**WHAT TO WORK ON:** Among the entries below, please repeat exactly and only the lines from the line containing "use tokio::time::MissedTickBehavior;" to the line containing "fn tick_until_finished(state: AppState, id: AnimationId)", both lines included.

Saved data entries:
--------

//! Pan animation timer.
//!
//! DESIGN
//! ======
//! The engine only knows how to advance an animation to a given time. This
//! task supplies the frames: one tick per `pan_frame` period until the engine
//! reports the animation finished or stops answering to its id. Only the
//! timer for the newest animation id survives; the engine ignores ticks for
//! ids it no longer runs.

use canvas::animation::AnimationId;
use canvas::engine::Action;
use tokio::task::JoinHandle;
use tokio::time::MissedTickBehavior;
use tracing::debug;

use crate::state::AppState;

/// Spawn the timer for animation `id` and register it on the state.
pub fn spawn_pan_ticker(state: &AppState, id: AnimationId) {
    let handle = tick_until_finished(state.clone(), id);
    if !state.replace_animator(id, handle) {
        debug!(id = id.0, "superseded pan animation timer dropped");
    }
}

fn tick_until_finished(state: AppState, id: AnimationId) -> JoinHandle<()> {
    let period = state.config.pan_frame;
    tokio::spawn(async move {
        let mut interval = tokio::time::interval(period);
        interval.set_missed_tick_behavior(MissedTickBehavior::Skip);
        loop {
            interval.tick().await;
            let actions = {
                let mut engine = state.engine.write().await;
                engine.tick_animation(id, state.now_ms())
            };
            if actions.is_empty() || actions.iter().any(|a| matches!(a, Action::AnimationFinished { .. })) {
                debug!(id = id.0, "pan animation timer stopped");
                break;
            }
        }
    })
}

/// Start timers for every animation the actions announce.
///
/// Call while still holding the engine write lock that produced `actions`.
pub fn drive(state: &AppState, actions: &[Action]) {
    for action in actions {
        if let Action::AnimationStarted { id } = action {
            spawn_pan_ticker(state, *id);
        }
    }
}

--------

**ANSWER TO THE PROBLEM:**
use tokio::time::MissedTickBehavior;
use tracing::debug;

use crate::state::AppState;

/// Spawn the timer for animation `id` and register it on the state.
pub fn spawn_pan_ticker(state: &AppState, id: AnimationId) {
    let handle = tick_until_finished(state.clone(), id);
    if !state.replace_animator(id, handle) {
        debug!(id = id.0, "superseded pan animation timer dropped");
    }
}

fn tick_until_finished(state: AppState, id: AnimationId) -> JoinHandle<()> {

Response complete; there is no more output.